Extracted information section start

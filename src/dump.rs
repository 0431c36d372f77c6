//! The final-state dump: a symbol-table listing and a function-table
//! summary, printed once evaluation finishes. A `Display` impl rather than
//! direct prints, so it can be captured by tests instead of only ever going
//! to stdout.

use std::fmt;

use crate::env::{FuncTable, NameTable};
use crate::heap::Heap;
use crate::value::{slot_to_value, List, Value};

/// A snapshot of a finished run's name table and function table, ready to
/// render. Borrows nothing: by the time a program is done, its `Heap`,
/// `NameTable`, and `FuncTable` are otherwise about to be dropped anyway.
pub struct Dump<'a> {
    names: &'a NameTable,
    funcs: &'a FuncTable,
    heap: &'a Heap,
}

impl<'a> Dump<'a> {
    pub fn new(names: &'a NameTable, funcs: &'a FuncTable, heap: &'a Heap) -> Self {
        Dump { names, funcs, heap }
    }
}

impl fmt::Display for Dump<'_> {
    fn fmt(&self, f: &mut fmt::Formatter<'_>) -> fmt::Result {
        writeln!(f, "Dump of Symbol Table")?;
        let mut names: Vec<_> = self.names.iter().collect();
        names.sort_by_key(|(k, _)| k.to_string());
        for (name, value) in names {
            write!(f, "  {name} -> ")?;
            write_value(f, self.heap, *value)?;
            writeln!(f)?;
        }

        writeln!(f, "Function Table")?;
        let mut funcs: Vec<_> = self.funcs.iter().map(|(k, _)| k).collect();
        funcs.sort();
        for name in funcs {
            writeln!(f, "  {name}")?;
        }

        Ok(())
    }
}

/// Numbers print as themselves; Lists print as a bracketed, comma-separated
/// sequence of integers, with nested Lists rendered the same way,
/// recursively.
fn write_value(f: &mut fmt::Formatter<'_>, heap: &Heap, value: Value) -> fmt::Result {
    match value {
        Value::Number(n) => write!(f, "{n}"),
        Value::List(list) => write_list(f, heap, list),
    }
}

fn write_list(f: &mut fmt::Formatter<'_>, heap: &Heap, list: List) -> fmt::Result {
    write!(f, "[")?;
    let mut cursor = list.head();
    let mut first = true;
    while let Some(idx) = cursor {
        if !first {
            write!(f, ", ")?;
        }
        first = false;
        write_value(f, heap, slot_to_value(heap.car(idx)))?;
        cursor = heap.cdr(idx);
    }
    write!(f, "]")
}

Extracted information section end

■ Task instructions
Repeat, without change, each line of the data above from the one that contains "funcs.sort();" through the final line, counting both.

■ Response to this exercise
        funcs.sort();
        for name in funcs {
            writeln!(f, "  {name}")?;
        }

        Ok(())
    }
}

/// Numbers print as themselves; Lists print as a bracketed, comma-separated
/// sequence of integers, with nested Lists rendered the same way,
/// recursively.
fn write_value(f: &mut fmt::Formatter<'_>, heap: &Heap, value: Value) -> fmt::Result {
    match value {
        Value::Number(n) => write!(f, "{n}"),
        Value::List(list) => write_list(f, heap, list),
    }
}

fn write_list(f: &mut fmt::Formatter<'_>, heap: &Heap, list: List) -> fmt::Result {
    write!(f, "[")?;
    let mut cursor = list.head();
    let mut first = true;
    while let Some(idx) = cursor {
        if !first {
            write!(f, ", ")?;
        }
        first = false;
        write_value(f, heap, slot_to_value(heap.car(idx)))?;
        cursor = heap.cdr(idx);
    }
    write!(f, "]")
}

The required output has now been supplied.